Chow, one of 45 opposition figures convicted last year of conspiring to subvert state power under the Beijing-imposed national security law, appeared in the High Court on Monday alongside assistant solicitor Phyllis Woo.
Last year, a magistrate found the two guilty over a complaint letter that Chow gave to Woo during a prison visit in May 2023. The solicitor took the letter out of the Lai Chi Kok detention centre and sent it to the Ombudsman, a government watchdog.
The magistrate sentenced Chow to three days in jail and fined Woo HK$1,800 in August. The pair later appealed their convictions, while Chow also challenged his sentence.
Judge Judianna Barnes on Monday rejected the pair’s appeals against their convictions. However, she quashed Chow’s three-day jail term and ordered him to pay a HK$1,800 fine instead.
Barnes sided with the magistrate in finding that the letter of complaint was not authorised to leave the prison without being subject to security checks by the authorities.
She also agreed with the magistrate’s observation that Chow, in the absence of a correctional officer during his meeting with Woo in prison, had “discreetly” folded another document in half and concealed the letter therein, before giving the two documents to Woo.
Chow’s “purpose was for [Woo] to bring the unauthorised [letter of complaint] out of prison without the Correctional Services Department knowing,” Barnes wrote in the judgment.

The judge also noted that, based on CCTV footage, Woo had seen Chow folding the documents in half before giving them to her.
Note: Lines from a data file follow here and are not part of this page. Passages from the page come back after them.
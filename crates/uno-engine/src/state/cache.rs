use std::collections::HashMap;

use crate::backend::{Backend, ResourceId, TextureTarget};

/// A piece of device state tracked by [`StateCache`].
#[derive(Debug, Copy, Clone, Eq, PartialEq, Hash)]
pub enum StateSlot {
    /// Currently active texture unit.
    ActiveUnit,
    /// Texture bound to `target` on `unit`.
    Texture { unit: u32, target: TextureTarget },
}

/// Last-written device state, used to skip redundant state changes.
///
/// The cache only knows what went through it. Anything that changes device
/// state behind its back (a new render pass, foreign code) must be followed by
/// [`StateCache::invalidate`] or a forced write.
#[derive(Debug, Default)]
pub struct StateCache {
    values: HashMap<StateSlot, u32>,
    emitted: u64,
    skipped: u64,
}

impl StateCache {
    pub fn new() -> Self {
        Self::default()
    }

    /// Writes `value` to `slot`, calling `apply` only when the value changes.
    ///
    /// With `force`, `apply` runs regardless of the cached value. The cache
    /// holds `value` afterwards in every case. Returns whether `apply` ran.
    pub fn set(
        &mut self,
        slot: StateSlot,
        value: u32,
        force: bool,
        apply: impl FnOnce(u32),
    ) -> bool {
        let changed = force || self.values.get(&slot) != Some(&value);
        if changed {
            apply(value);
            self.emitted += 1;
        } else {
            self.skipped += 1;
        }
        self.values.insert(slot, value);
        changed
    }

    /// Activates `unit` and binds `id` to `target` on it.
    pub fn bind_texture<B: Backend + ?Sized>(
        &mut self,
        backend: &mut B,
        unit: u32,
        target: TextureTarget,
        id: ResourceId,
        force: bool,
    ) {
        self.set(StateSlot::ActiveUnit, unit, force, |u| backend.set_active_unit(u));
        self.set(StateSlot::Texture { unit, target }, id, force, |id| {
            backend.bind_texture(unit, target, id)
        });
    }

    /// Cached value of `slot`, if known.
    #[inline]
    pub fn get(&self, slot: StateSlot) -> Option<u32> {
        self.values.get(&slot).copied()
    }

    /// Forgets all cached state; the next write to every slot is emitted.
    pub fn invalidate(&mut self) {
        self.values.clear();
    }

    pub fn forget(&mut self, slot: StateSlot) {
        self.values.remove(&slot);
    }

    /// State changes passed through to the device since the last counter reset.
    #[inline]
    pub fn emitted(&self) -> u64 {
        self.emitted
    }

    /// State changes elided since the last counter reset.
    #[inline]
    pub fn skipped(&self) -> u64 {
        self.skipped
    }

    pub fn reset_counters(&mut self) {
        self.emitted = 0;
        self.skipped = 0;
    }
}

#[cfg(test)]
mod tests {
    use super::*;
    use crate::backend::{BackendCall, RecordingBackend};

    const TEX0: StateSlot = StateSlot::Texture { unit: 0, target: TextureTarget::D2 };

    #[test]
    fn repeated_value_is_emitted_once() {
        let mut cache = StateCache::new();
        let mut calls = Vec::new();

        assert!(cache.set(TEX0, 7, false, |v| calls.push(v)));
        assert!(!cache.set(TEX0, 7, false, |v| calls.push(v)));

        assert_eq!(calls, vec![7]);
        assert_eq!((cache.emitted(), cache.skipped()), (1, 1));
    }

    #[test]
    fn force_always_emits() {
        let mut cache = StateCache::new();
        let mut calls = 0;
        for _ in 0..3 {
            cache.set(TEX0, 7, true, |_| calls += 1);
        }
        assert_eq!(calls, 3);
    }

    #[test]
    fn changed_value_is_emitted() {
        let mut cache = StateCache::new();
        let mut calls = Vec::new();
        cache.set(TEX0, 1, false, |v| calls.push(v));
        cache.set(TEX0, 2, false, |v| calls.push(v));
        cache.set(TEX0, 1, false, |v| calls.push(v));
        assert_eq!(calls, vec![1, 2, 1]);
        assert_eq!(cache.get(TEX0), Some(1));
    }

    #[test]
    fn slots_are_independent() {
        let mut cache = StateCache::new();
        let array = StateSlot::Texture { unit: 0, target: TextureTarget::D2Array };
        let unit1 = StateSlot::Texture { unit: 1, target: TextureTarget::D2 };

        assert!(cache.set(TEX0, 5, false, |_| {}));
        assert!(cache.set(array, 5, false, |_| {}));
        assert!(cache.set(unit1, 5, false, |_| {}));
    }

    #[test]
    fn invalidate_forces_next_write() {
        let mut cache = StateCache::new();
        cache.set(TEX0, 3, false, |_| {});
        cache.invalidate();
        assert_eq!(cache.get(TEX0), None);
        assert!(cache.set(TEX0, 3, false, |_| {}));
    }

    #[test]
    fn forget_drops_only_that_slot() {
        let mut cache = StateCache::new();
        cache.set(StateSlot::ActiveUnit, 0, false, |_| {});
        cache.set(TEX0, 3, false, |_| {});

        cache.forget(TEX0);
        assert_eq!(cache.get(TEX0), None);
        assert_eq!(cache.get(StateSlot::ActiveUnit), Some(0));
        assert!(cache.set(TEX0, 3, false, |_| {}));
        assert!(!cache.set(StateSlot::ActiveUnit, 0, false, |_| {}));
    }

    #[test]
    fn bind_texture_elides_duplicate_device_calls() {
        let mut backend = RecordingBackend::default();
        let mut cache = StateCache::new();

        cache.bind_texture(&mut backend, 0, TextureTarget::D2, 9, false);
        cache.bind_texture(&mut backend, 0, TextureTarget::D2, 9, false);

        assert_eq!(
            backend.calls(),
            &[
                BackendCall::SetActiveUnit(0),
                BackendCall::BindTexture { unit: 0, target: TextureTarget::D2, id: 9 },
            ]
        );

        cache.bind_texture(&mut backend, 0, TextureTarget::D2, 9, true);
        assert_eq!(backend.calls().len(), 4);
    }
}
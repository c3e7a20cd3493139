//! Holistic landmark estimation: body pose, face mesh and both hands.
//!
//! The pose model runs on the whole frame. Face and hand regions are then
//! derived from the pose landmarks, cropped, and passed to the face-mesh and
//! hand models, whose outputs are mapped back into frame-normalised space.

use crate::{
    config::Config,
    constants::{NUM_FACE_LANDMARKS, NUM_HAND_LANDMARKS, NUM_POSE_LANDMARKS},
    keypoints::{HolisticLandmarks, Landmark},
    utils::{image_conversion::bgr_to_nhwc_tensor, landmark_bounds, normalize_score, roi_to_frame, sigmoid, square_roi},
    Error, Result,
};
use log::{debug, info};
use ndarray::CowArray;
use opencv::core::{Mat, Rect};
use opencv::prelude::*;
use ort::{Environment, Session, Value};
use std::path::Path;
use std::sync::Arc;

/// Pose model input size
const POSE_INPUT_SIZE: usize = 256;

/// Face mesh model input size
const FACE_INPUT_SIZE: usize = 192;

/// Hand landmark model input size
const HAND_INPUT_SIZE: usize = 224;

/// Raw values per landmark emitted by the pose model (x, y, z, visibility, presence)
const POSE_RAW_VALUES: usize = 5;

/// Face region expansion around the pose face points
const FACE_ROI_SCALE: f32 = 2.0;

/// Hand region expansion around wrist, index and pinky knuckles
const HAND_ROI_SCALE: f32 = 3.0;

/// Indices into the 33-point pose skeleton
pub mod pose_index {
    pub const NOSE: usize = 0;
    pub const RIGHT_EAR: usize = 8;
    pub const MOUTH_RIGHT: usize = 10;
    pub const LEFT_WRIST: usize = 15;
    pub const RIGHT_WRIST: usize = 16;
    pub const LEFT_PINKY: usize = 17;
    pub const RIGHT_PINKY: usize = 18;
    pub const LEFT_INDEX: usize = 19;
    pub const RIGHT_INDEX: usize = 20;
}

/// Estimates landmark groups for a single frame
pub trait LandmarkDetector: Send {
    /// Detect landmarks in a BGR frame
    fn detect(&mut self, frame: &Mat) -> Result<HolisticLandmarks>;

    /// Forget tracking state carried between frames
    fn reset(&mut self) {}
}

/// Which hand a region belongs to, from the subject's point of view
#[derive(Debug, Clone, Copy, PartialEq, Eq)]
pub enum HandSide {
    /// Subject's left hand
    Left,
    /// Subject's right hand
    Right,
}

impl HandSide {
    fn anchor_indices(self) -> [usize; 3] {
        match self {
            Self::Left => [pose_index::LEFT_WRIST, pose_index::LEFT_PINKY, pose_index::LEFT_INDEX],
            Self::Right => [pose_index::RIGHT_WRIST, pose_index::RIGHT_PINKY, pose_index::RIGHT_INDEX],
        }
    }
}

/// Square face region derived from the pose face points (nose to mouth corners)
#[must_use]
pub fn face_region(pose: &[Landmark], width: i32, height: i32) -> Option<Rect> {
    let face_points = pose.get(pose_index::NOSE..=pose_index::MOUTH_RIGHT)?;
    let bounds = landmark_bounds(face_points, width, height)?;
    square_roi(bounds, FACE_ROI_SCALE, width, height)
}

/// Square hand region derived from the wrist and knuckle pose points
///
/// Returns `None` when the wrist is less visible than `min_visibility`.
#[must_use]
pub fn hand_region(pose: &[Landmark], side: HandSide, width: i32, height: i32, min_visibility: f32) -> Option<Rect> {
    let indices = side.anchor_indices();
    let anchors: Vec<Landmark> = indices.iter().filter_map(|&i| pose.get(i).copied()).collect();
    if anchors.len() != indices.len() || anchors[0].visibility < min_visibility {
        return None;
    }
    let bounds = landmark_bounds(&anchors, width, height)?;
    square_roi(bounds, HAND_ROI_SCALE, width, height)
}

/// Raw output of one landmark model
#[derive(Debug, Clone)]
struct ModelOutput {
    /// Landmarks normalised to the model input
    landmarks: Vec<Landmark>,
    /// Presence score in `[0, 1]`
    score: f32,
}

/// A single-input landmark regression model
struct LandmarkModel {
    session: Session,
    name: &'static str,
    input_size: usize,
    num_landmarks: usize,
    values_per_landmark: usize,
}

impl LandmarkModel {
    fn new<P: AsRef<Path>>(
        model_path: P,
        name: &'static str,
        input_size: usize,
        num_landmarks: usize,
        values_per_landmark: usize,
    ) -> Result<Self> {
        let model_path = model_path.as_ref();
        if !model_path.exists() {
            return Err(Error::ModelError(format!("{name} model not found: {}", model_path.display())));
        }
        info!("Loading {name} model: {}", model_path.display());
        let environment = Arc::new(
            Environment::builder()
                .with_name(name)
                .with_log_level(ort::LoggingLevel::Warning)
                .build()?,
        );

        let session = ort::SessionBuilder::new(&environment)?
            .with_optimization_level(ort::GraphOptimizationLevel::Level3)?
            .with_model_from_file(model_path)?;

        if session.outputs.is_empty() {
            return Err(Error::ModelOutputError(format!("{name} model has no outputs")));
        }

        Ok(Self {
            session,
            name,
            input_size,
            num_landmarks,
            values_per_landmark,
        })
    }

    fn infer(&self, image: &Mat) -> Result<ModelOutput> {
        let input = bgr_to_nhwc_tensor(image, self.input_size)?;
        let cow_array = CowArray::from(input.into_dyn());
        let input_tensor = Value::from_array(self.session.allocator(), &cow_array)?;

        let outputs = self.session.run(vec![input_tensor])?;

        let landmarks_output = outputs
            .first()
            .ok_or_else(|| Error::ModelOutputError(format!("No output from {} model", self.name)))?;
        let landmarks_tensor = landmarks_output.try_extract::<f32>()?;
        let landmarks_view = landmarks_tensor.view();
        let raw: Vec<f32> = landmarks_view.iter().copied().collect();

        let expected = self.num_landmarks * self.values_per_landmark;
        if raw.len() < expected {
            return Err(Error::ModelOutputError(format!(
                "{} model returned {} values, expected at least {expected}",
                self.name,
                raw.len()
            )));
        }

        // Models without a presence head are trusted unconditionally
        let score = match outputs.get(1) {
            Some(score_output) => {
                let score_tensor = score_output.try_extract::<f32>()?;
                let score_view = score_tensor.view();
                score_view.iter().next().copied().map_or(1.0, normalize_score)
            }
            None => 1.0,
        };

        #[allow(clippy::cast_precision_loss)]
        let scale = self.input_size as f32;
        let landmarks = raw
            .chunks_exact(self.values_per_landmark)
            .take(self.num_landmarks)
            .map(|values| Landmark {
                x: values[0] / scale,
                y: values[1] / scale,
                z: values[2] / scale,
                visibility: values.get(3).copied().map_or(0.0, sigmoid),
            })
            .collect();

        Ok(ModelOutput { landmarks, score })
    }
}

/// Groups that were present on the previous frame
#[derive(Debug, Clone, Copy, Default)]
struct TrackingState {
    pose: bool,
    face: bool,
    left_hand: bool,
    right_hand: bool,
}

/// Pose, face-mesh and hand landmark estimator backed by ONNX Runtime
pub struct HolisticDetector {
    pose_model: LandmarkModel,
    face_model: LandmarkModel,
    hand_model: LandmarkModel,
    min_detection_confidence: f32,
    min_tracking_confidence: f32,
    tracked: TrackingState,
}

impl HolisticDetector {
    /// Load the three landmark models named in the configuration
    ///
    /// # Errors
    ///
    /// Returns an error if any model cannot be loaded
    pub fn from_config(config: &Config) -> Result<Self> {
        let pose_model = LandmarkModel::new(
            &config.models.pose_landmark,
            "pose_landmark",
            POSE_INPUT_SIZE,
            NUM_POSE_LANDMARKS,
            POSE_RAW_VALUES,
        )?;
        let face_model = LandmarkModel::new(
            &config.models.face_landmark,
            "face_landmark",
            FACE_INPUT_SIZE,
            NUM_FACE_LANDMARKS,
            3,
        )?;
        let hand_model = LandmarkModel::new(
            &config.models.hand_landmark,
            "hand_landmark",
            HAND_INPUT_SIZE,
            NUM_HAND_LANDMARKS,
            3,
        )?;

        Ok(Self {
            pose_model,
            face_model,
            hand_model,
            min_detection_confidence: config.min_detection_confidence,
            min_tracking_confidence: config.min_tracking_confidence,
            tracked: TrackingState::default(),
        })
    }

    /// Score a group must reach, lower while it is being tracked
    fn threshold(&self, tracked: bool) -> f32 {
        if tracked {
            self.min_tracking_confidence
        } else {
            self.min_detection_confidence
        }
    }

    /// Run a region model on a crop of the frame and map the result back
    fn detect_region(&self, model: &LandmarkModel, frame: &Mat, roi: Rect, tracked: bool) -> Result<Option<Vec<Landmark>>> {
        let crop = Mat::roi(frame, roi)?.try_clone()?;
        let output = model.infer(&crop)?;
        if output.score < self.threshold(tracked) {
            debug!("{} rejected with score {:.2}", model.name, output.score);
            return Ok(None);
        }

        let (width, height) = (frame.cols(), frame.rows());
        Ok(Some(
            output
                .landmarks
                .into_iter()
                .map(|lm| roi_to_frame(lm, roi, width, height))
                .collect(),
        ))
    }
}

impl LandmarkDetector for HolisticDetector {
    fn detect(&mut self, frame: &Mat) -> Result<HolisticLandmarks> {
        let pose_output = self.pose_model.infer(frame)?;
        if pose_output.score < self.threshold(self.tracked.pose) {
            self.tracked = TrackingState::default();
            return Ok(HolisticLandmarks::default());
        }
        let pose = pose_output.landmarks;
        let (width, height) = (frame.cols(), frame.rows());

        let face = match face_region(&pose, width, height) {
            Some(roi) => self.detect_region(&self.face_model, frame, roi, self.tracked.face)?,
            None => None,
        };

        let wrist_visibility = self.min_detection_confidence;
        let left_hand = match hand_region(&pose, HandSide::Left, width, height, wrist_visibility) {
            Some(roi) => self.detect_region(&self.hand_model, frame, roi, self.tracked.left_hand)?,
            None => None,
        };
        let right_hand = match hand_region(&pose, HandSide::Right, width, height, wrist_visibility) {
            Some(roi) => self.detect_region(&self.hand_model, frame, roi, self.tracked.right_hand)?,
            None => None,
        };

        self.tracked = TrackingState {
            pose: true,
            face: face.is_some(),
            left_hand: left_hand.is_some(),
            right_hand: right_hand.is_some(),
        };

        Ok(HolisticLandmarks {
            pose: Some(pose),
            face,
            left_hand,
            right_hand,
        })
    }

    fn reset(&mut self) {
        self.tracked = TrackingState::default();
    }
}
She ruled that the lawyer was aware the letter of complaint was an unauthorised document.
But Barnes also noted that Chow was never informed of his right to apply to have the letter delivered out of prison by a third party, and that a fine would be an appropriate sentence for the activist.
Chow, wearing a brown jacket, threw a smile toward the public gallery and had a brief discussion with his lawyers before being led away by correctional officers.
The activist, currently serving seven years and nine months in prison for the national security case, has also appealed his subversion conviction and sentence, with a hearing scheduled for July.
Beijing inserted national security legislation directly into Hong Kong’s mini-constitution in June 2020 following a year of pro-democracy protests and unrest. It criminalised subversion, secession, collusion with foreign forces and terrorist acts – broadly defined to include disruption to transport and other infrastructure. The move gave police sweeping new powers and led to hundreds of arrests amid new legal precedents, while dozens of civil society groups disappeared. The authorities say it restored stability and peace to the city, rejecting criticism from trade partners, the UN and NGOs.